The Book-Buzz Foundation boss said the festival has been able to pay tributes to first generation African writers while grooming emerging talents and contemporary writers.

“It is really about showing people what is possible, it is really about looking at the generations coming behind who may be anxious about introducing cultural initiatives. The idea for me is to show them and demonstrate how it’s done so that they can then take the example and introduce their own events. It’s been very rewarding. For me, this is probably because I come from a certain generation. The most rewarding part for me has been to be able to acknowledge and pay tribute to those who paved the way for us. And the way that we have done that beyond inviting first-generation African writers to the Ake festival has been the publication of Ake review, where it is the image of the particular headliner for that year that graces the cover. We don’t want to forget them.
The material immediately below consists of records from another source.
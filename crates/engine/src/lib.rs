use std::sync::mpsc;
use std::thread::JoinHandle;

use cpal::{
    FromSample, SizedSample,
    traits::{DeviceTrait, HostTrait, StreamTrait},
};
use player_transport::{AudioArc, Command, Status};
use tracing::{debug, error, info};

const COMMAND_CAPACITY: usize = 64;
const STATUS_CAPACITY: usize = 64;

/// Control side of one running output stream.
///
/// The cpal stream lives on its own thread for the whole lifetime of the
/// handle, which keeps the handle `Send` on every platform. Dropping the handle
/// stops the stream and joins that thread.
pub struct AudioEngineHandle {
    pub commands: rtrb::Producer<Command>,
    pub status: rtrb::Consumer<Status>,
    sample_rate: u32,
    total_frames: u64,
    shutdown: Option<mpsc::Sender<()>>,
    thread: Option<JoinHandle<()>>,
}

/// What the output thread reported since the last drain.
#[derive(Debug, Default, Clone, Copy, PartialEq, Eq)]
pub struct StatusSummary {
    pub position: Option<u64>,
    pub finished: bool,
}

impl AudioEngineHandle {
    pub fn play(&mut self) -> anyhow::Result<()> {
        self.send(Command::Play)
    }

    pub fn pause(&mut self) -> anyhow::Result<()> {
        self.send(Command::Pause)
    }

    pub fn stop(&mut self) -> anyhow::Result<()> {
        self.send(Command::Stop)
    }

    fn send(&mut self, command: Command) -> anyhow::Result<()> {
        if self.thread.as_ref().is_none_or(|t| t.is_finished()) {
            anyhow::bail!("audio output thread is not running");
        }
        self.commands
            .push(command)
            .map_err(|_| anyhow::anyhow!("command queue full, dropped {command:?}"))
    }

    pub fn drain_status(&mut self) -> StatusSummary {
        let mut summary = StatusSummary::default();
        while let Ok(status) = self.status.pop() {
            match status {
                Status::Position(frame) => summary.position = Some(frame),
                Status::Finished => summary.finished = true,
            }
        }
        summary
    }

    /// Device sample rate the audio was resampled to.
    pub fn sample_rate(&self) -> u32 {
        self.sample_rate
    }

    pub fn total_frames(&self) -> u64 {
        self.total_frames
    }

    /// Stop the stream and wait for the output thread to exit.
    pub fn shutdown(mut self) -> anyhow::Result<()> {
        self.join()
    }

    fn join(&mut self) -> anyhow::Result<()> {
        // dropping the sender also wakes the thread
        self.shutdown.take();
        if let Some(thread) = self.thread.take() {
            thread
                .join()
                .map_err(|_| anyhow::anyhow!("audio output thread panicked"))?;
            debug!("audio output thread joined");
        }
        Ok(())
    }
}

impl Drop for AudioEngineHandle {
    fn drop(&mut self) {
        if let Err(e) = self.join() {
            error!("failed to shut down audio output: {e}");
        }
    }
}

/// Open the default output device and start a paused stream for `audio`.
///
/// Blocks until the stream is built (or failed to build) on the output thread.
pub fn start(audio: AudioArc) -> anyhow::Result<AudioEngineHandle> {
    let (command_tx, command_rx) = rtrb::RingBuffer::<Command>::new(COMMAND_CAPACITY);
    let (status_tx, status_rx) = rtrb::RingBuffer::<Status>::new(STATUS_CAPACITY);
    let (ready_tx, ready_rx) = mpsc::sync_channel::<anyhow::Result<(u32, u64)>>(1);
    let (shutdown_tx, shutdown_rx) = mpsc::channel::<()>();

    let thread = std::thread::Builder::new()
        .name("audio-output".into())
        .spawn(move || {
            let stream = match open_stream(audio, command_rx, status_tx) {
                Ok((stream, sample_rate, frames)) => {
                    let _ = ready_tx.send(Ok((sample_rate, frames)));
                    stream
                }
                Err(e) => {
                    let _ = ready_tx.send(Err(e));
                    return;
                }
            };
            // park until the handle asks us to stop or goes away
            let _ = shutdown_rx.recv();
            drop(stream);
        })?;

    let (sample_rate, total_frames) = match ready_rx.recv() {
        Ok(Ok(ready)) => ready,
        Ok(Err(e)) => {
            let _ = thread.join();
            return Err(e);
        }
        Err(_) => {
            let _ = thread.join();
            anyhow::bail!("audio output thread exited before the stream was ready");
        }
    };

    Ok(AudioEngineHandle {
        commands: command_tx,
        status: status_rx,
        sample_rate,
        total_frames,
        shutdown: Some(shutdown_tx),
        thread: Some(thread),
    })
}

fn open_stream(
    audio: AudioArc,
    commands: rtrb::Consumer<Command>,
    status: rtrb::Producer<Status>,
) -> anyhow::Result<(cpal::Stream, u32, u64)> {
    let host = cpal::default_host();
    let device = host
        .default_output_device()
        .ok_or_else(|| anyhow::anyhow!("no output device found"))?;

    let config = device.default_output_config()?;
    let sample_rate = config.sample_rate().0;
    info!(
        device = %device.name().unwrap_or_else(|_| "unknown".into()),
        sample_rate,
        channels = config.channels(),
        "opening audio output"
    );

    let audio = audio.resample(sample_rate)?;
    let frames = audio.frames() as u64;
    let renderer = Renderer::new(audio, commands, status);

    let stream = match config.sample_format() {
        cpal::SampleFormat::F32 => build_stream::<f32>(&device, &config.into(), renderer)?,
        cpal::SampleFormat::I16 => build_stream::<i16>(&device, &config.into(), renderer)?,
        cpal::SampleFormat::U16 => build_stream::<u16>(&device, &config.into(), renderer)?,
        sample_format => anyhow::bail!("unsupported sample format '{sample_format}'"),
    };

    stream.play()?;
    Ok((stream, sample_rate, frames))
}

fn build_stream<T>(
    device: &cpal::Device,
    config: &cpal::StreamConfig,
    mut renderer: Renderer,
) -> anyhow::Result<cpal::Stream>
where
    T: SizedSample + FromSample<f32>,
{
    let output_channels = config.channels as usize;

    let stream = device.build_output_stream(
        config,
        move |data: &mut [T], _: &cpal::OutputCallbackInfo| {
            renderer.render(data, output_channels);
        },
        |err| error!("stream error: {err}"),
        None,
    )?;

    Ok(stream)
}

/// Realtime half of the engine: reads one file's frames into device buffers.
///
/// Runs inside the audio callback, so it never allocates, locks or logs.
pub struct Renderer {
    audio: AudioArc,
    position: usize,
    playing: bool,
    commands: rtrb::Consumer<Command>,
    status: rtrb::Producer<Status>,
}

impl Renderer {
    pub fn new(
        audio: AudioArc,
        commands: rtrb::Consumer<Command>,
        status: rtrb::Producer<Status>,
    ) -> Self {
        Self {
            audio,
            position: 0,
            playing: false,
            commands,
            status,
        }
    }

    pub fn position(&self) -> usize {
        self.position
    }

    pub fn is_playing(&self) -> bool {
        self.playing
    }

    pub fn render<T>(&mut self, data: &mut [T], output_channels: usize)
    where
        T: SizedSample + FromSample<f32>,
    {
        let total_frames = self.audio.frames();

        while let Ok(command) = self.commands.pop() {
            match command {
                Command::Play => {
                    if self.position >= total_frames {
                        self.position = 0;
                    }
                    self.playing = true;
                }
                Command::Pause => self.playing = false,
                Command::Stop => {
                    self.playing = false;
                    self.position = 0;
                }
            }
        }

        for frame in data.chunks_mut(output_channels) {
            if !self.playing || self.position >= total_frames {
                frame.fill(T::from_sample(0.0));
                continue;
            }

            let source = self.audio.frame(self.position);
            for (ch, sample) in frame.iter_mut().enumerate() {
                *sample = T::from_sample(source[ch % source.len()]);
            }

            self.position += 1;
            if self.position == total_frames {
                self.playing = false;
                let _ = self.status.push(Status::Finished);
            }
        }

        // positions are best effort; one slot always stays free for Finished
        if self.status.slots() > 1 {
            let _ = self.status.push(Status::Position(self.position as u64));
        }
    }
}
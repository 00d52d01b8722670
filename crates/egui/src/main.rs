mod app;
mod config;
mod keybindings;
mod platform;
mod theme;

use eframe::egui;
use tracing_subscriber::EnvFilter;

use app::PlayerApp;
use config::Config;

fn main() -> anyhow::Result<()> {
    let filter = EnvFilter::try_from_default_env().unwrap_or_else(|_| EnvFilter::new("info"));
    tracing_subscriber::fmt().with_env_filter(filter).init();

    let config = Config::load();
    let runtime = tokio::runtime::Builder::new_multi_thread()
        .worker_threads(2)
        .thread_name("player-runtime")
        .enable_all()
        .build()?;

    let options = eframe::NativeOptions {
        viewport: egui::ViewportBuilder::default().with_inner_size([420.0, 420.0]),
        ..Default::default()
    };

    eframe::run_native(
        "Offline Music Player",
        options,
        Box::new(move |cc| Ok(Box::new(PlayerApp::new(&cc.egui_ctx, runtime, config)))),
    )
    .map_err(|e| anyhow::anyhow!("{e}"))
}
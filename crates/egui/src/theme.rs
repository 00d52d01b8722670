use eframe::egui::{self, Color32, Visuals};
use player_core::ThemeMode;

/// Colors for one theme mode.
#[derive(Debug, Clone, Copy, PartialEq)]
pub struct Palette {
    pub background: Color32,
    pub text: Color32,
    // Transport buttons
    pub button: Color32,
    pub button_text: Color32,
}

impl Palette {
    pub fn light() -> Self {
        Self {
            background: Color32::WHITE,
            text: Color32::BLACK,
            button: Color32::from_rgb(0x61, 0xda, 0xfb),
            button_text: Color32::WHITE,
        }
    }

    pub fn dark() -> Self {
        Self {
            background: Color32::from_rgb(0x28, 0x2c, 0x34),
            text: Color32::WHITE,
            button: Color32::from_rgb(0x4c, 0xaf, 0x50),
            button_text: Color32::WHITE,
        }
    }

    pub fn for_mode(mode: ThemeMode) -> Self {
        match mode {
            ThemeMode::Light => Self::light(),
            ThemeMode::Dark => Self::dark(),
        }
    }

    pub fn visuals(&self, mode: ThemeMode) -> Visuals {
        let mut visuals = if mode.is_dark() {
            Visuals::dark()
        } else {
            Visuals::light()
        };
        visuals.panel_fill = self.background;
        visuals.window_fill = self.background;
        visuals.override_text_color = Some(self.text);
        visuals
    }
}

/// Install the palette for `mode` on the context.
pub fn apply(ctx: &egui::Context, mode: ThemeMode) {
    let palette = Palette::for_mode(mode);
    ctx.set_visuals(palette.visuals(mode));
}

pub fn mode_label(mode: ThemeMode) -> &'static str {
    match mode {
        ThemeMode::Light => "Light Mode",
        ThemeMode::Dark => "Dark Mode",
    }
}
use player_engine::AudioEngineHandle;
use player_transport::{AudioArc, frames_to_secs};
use tracing::{debug, info};

use crate::collaborators::{AudioEngine, EngineHandle};
use crate::error::{EngineError, LoadError, TransportOp};
use crate::file_ref::FileRef;

/// Decodes the whole file with symphonia and plays it on the default cpal
/// output device.
#[derive(Debug, Default, Clone, Copy)]
pub struct CpalEngine;

pub struct CpalHandle {
    file: FileRef,
    inner: AudioEngineHandle,
}

impl CpalHandle {
    fn command(
        &mut self,
        op: TransportOp,
        send: fn(&mut AudioEngineHandle) -> anyhow::Result<()>,
    ) -> Result<(), EngineError> {
        let status = self.inner.drain_status();
        if status.finished {
            info!(file = %self.file, "reached end of file");
        }
        if let Some(frame) = status.position {
            debug!(
                file = %self.file,
                position_secs = frames_to_secs(frame, self.inner.sample_rate()),
                %op,
                "transport command"
            );
        }

        send(&mut self.inner).map_err(|e| EngineError::new(op, e))
    }
}

impl AudioEngine for CpalEngine {
    type Handle = CpalHandle;

    async fn create(&self, file: &FileRef) -> Result<CpalHandle, LoadError> {
        let path = file
            .to_path()
            .ok_or_else(|| LoadError::new(file.clone(), anyhow::anyhow!("not a local file")))?;

        let inner = tokio::task::spawn_blocking(move || -> anyhow::Result<AudioEngineHandle> {
            let buffer = player_decode::decode_file(&path)?;
            let audio = AudioArc::from_buffer(buffer);
            debug!(path = %path.display(), ?audio, "decoded");
            player_engine::start(audio)
        })
        .await
        .map_err(|e| LoadError::new(file.clone(), e))?
        .map_err(|e| LoadError::new(file.clone(), e))?;

        info!(
            %file,
            duration_secs = frames_to_secs(inner.total_frames(), inner.sample_rate()),
            "audio output ready"
        );
        Ok(CpalHandle {
            file: file.clone(),
            inner,
        })
    }
}

impl EngineHandle for CpalHandle {
    async fn play(&mut self) -> Result<(), EngineError> {
        self.command(TransportOp::Play, AudioEngineHandle::play)
    }

    async fn pause(&mut self) -> Result<(), EngineError> {
        self.command(TransportOp::Pause, AudioEngineHandle::pause)
    }

    async fn stop(&mut self) -> Result<(), EngineError> {
        self.command(TransportOp::Stop, AudioEngineHandle::stop)
    }

    async fn release(self) -> Result<(), EngineError> {
        debug!(file = %self.file, "shutting down audio output");
        tokio::task::spawn_blocking(move || self.inner.shutdown())
            .await
            .map_err(|e| EngineError::new(TransportOp::Release, e))?
            .map_err(|e| EngineError::new(TransportOp::Release, e))
    }
}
We want to archive the great work that they have done. And we feel and have always believed that part of our responsibility as we are supporting emerging talents, and promoting the work of contemporary writers has been to also look back and be grateful and thankful for the work of those who opened the doors for us,” she added.

The festival, which is being supported by Sterling Bank, has served Africa’s creative community for nine years, bringing together over a thousand writers, poets, dancers, filmmakers, artists, thinkers, and actors and featuring both emerging and established voices.

Commenting on why Sterling Bank has consistently sponsored the festival in recent times, Chief Marketing Officer (CMO) of the bank, Mr Ibidapo Martins, said “Storytellers are the custodians of our collective truths and they must be protected and supported at all times.”

Martins, who commended Ms Shoneyin and the Aké Book & Arts Festival team on 10 years of running an exciting and vibrant cultural event now described as “the biggest convergence of creative Africans in the world,” added that, “Sterling Bank takes a broad view of the role of banking institutions in developing societies like ours. When we first partnered with the festival six years ago, we knew we were entering into a special relationship. We are proud that we maintained and deepened our friendship.”

He said the bank is impressed with the festival’s impact on the country’s reading culture, adding that, “Storytellers and artists occupy a critical role in the shaping of the African continent and we owe it to ourselves, and future generations, to support them in our personal, professional and national capacities.”

He observed that partnering with the Aké festival has not only helped the bank to walk the talk, but it has also enabled the management of the bank to feel the humanising and motivating effect of prioritising culture and creativity through music, art, theatre, film, and stories.